I just wrote my first OpenMP program that parallelizes a simple for loop. I ran the code on my dual core machine and saw some speed up when going from 1 thread to 2 threads. However, I ran the same code on a school linux server and saw no speed-up. After trying different things, I finally realized that removing some useless printf statements caused the code to have significant speed-up. Below is the main part of the code that I parallelized:
#pragma omp parallel for private(i)
for(i = 2; i <= n; i++)
{
printf("useless statement");
prime[i-2] = is_prime(i);
}
I guess that the implementation of printf has significant overhead that OpenMP must be duplicating with each thread.
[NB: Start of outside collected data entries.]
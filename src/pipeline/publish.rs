use crate::error::PipelineError;
use std::fs;
use std::io::Write;
use std::path::Path;
use std::time::{Duration, SystemTime};

/// Published pages are served directly by the web server and must be
/// readable by its unprivileged worker user.
const PUBLIC_FILE_MODE: u32 = 0o644;

const TEMP_PREFIX: &str = ".leaderboard-";
const TEMP_SUFFIX: &str = ".tmp";

/// A temp file this old cannot belong to a live run and is safe to reclaim.
const STALE_TEMP_AGE: Duration = Duration::from_secs(3600);

/// Atomically replace the file at `dest` with `page`.
///
/// The document is written to a uniquely named temp file in the destination
/// directory (same filesystem, so the final rename is atomic), fsynced,
/// opened up to the public mode, then renamed over `dest`. Readers observe
/// either the previous complete document or the new one. On any failure the
/// temp file is removed when it drops and `dest` is left untouched.
pub fn publish(page: &str, dest: &Path) -> Result<(), PipelineError> {
    let dir = match dest.parent() {
        Some(parent) if !parent.as_os_str().is_empty() => parent,
        _ => Path::new("."),
    };
    fs::create_dir_all(dir).map_err(|e| {
        PipelineError::Publish(format!("failed to create output directory {}: {e}", dir.display()))
    })?;

    sweep_stale_temp_files(dir);

    let mut tmp = tempfile::Builder::new()
        .prefix(TEMP_PREFIX)
        .suffix(TEMP_SUFFIX)
        .tempfile_in(dir)
        .map_err(|e| {
            PipelineError::Publish(format!("failed to create temp file in {}: {e}", dir.display()))
        })?;

    tmp.write_all(page.as_bytes())
        .and_then(|_| tmp.as_file().sync_all())
        .map_err(|e| PipelineError::Publish(format!("failed to write temp file: {e}")))?;

    #[cfg(unix)]
    {
        use std::os::unix::fs::PermissionsExt;
        tmp.as_file()
            .set_permissions(fs::Permissions::from_mode(PUBLIC_FILE_MODE))
            .map_err(|e| PipelineError::Publish(format!("failed to set file mode: {e}")))?;
    }

    tmp.persist(dest).map_err(|e| {
        PipelineError::Publish(format!("failed to rename into {}: {}", dest.display(), e.error))
    })?;

    Ok(())
}

/// Reclaim temp files orphaned by a run that was killed before its own
/// cleanup could drop them. Only files well past any plausible run duration
/// are touched, so an overlapping live run's temp file is never at risk.
/// Best-effort: a sweep failure must not fail the publish.
fn sweep_stale_temp_files(dir: &Path) {
    let Ok(entries) = fs::read_dir(dir) else {
        return;
    };
    for entry in entries.filter_map(|entry| entry.ok()) {
        let name = entry.file_name().to_string_lossy().to_string();
        if !name.starts_with(TEMP_PREFIX) || !name.ends_with(TEMP_SUFFIX) {
            continue;
        }
        let stale = entry
            .metadata()
            .and_then(|meta| meta.modified())
            .ok()
            .and_then(|mtime| SystemTime::now().duration_since(mtime).ok())
            .is_some_and(|age| age > STALE_TEMP_AGE);
        if stale && fs::remove_file(entry.path()).is_ok() {
            log::warn!("removed stale temp file {}", entry.path().display());
        }
    }
}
What causes this overhead and why can OpenMP not overcome it?
Speculating, but maybe the stdout is guarded by a lock?
In general, printf is an expensive operation because it interacts with other resources (such as files, the console and such).
My empirical experience is that printf is very slow on a Windows console, comparably much faster on Linux console but fastest still if redirected to a file or /dev/null.
I’ve found that printf-debugging can seriously impact the performance of my apps, and I use it sparingly.
Try running your application redirected to a file or to /dev/null to see if this has any appreciable impact; this will help narrow down where the problem lays.
Of course, if the printfs are useless, why are they in the loop at all?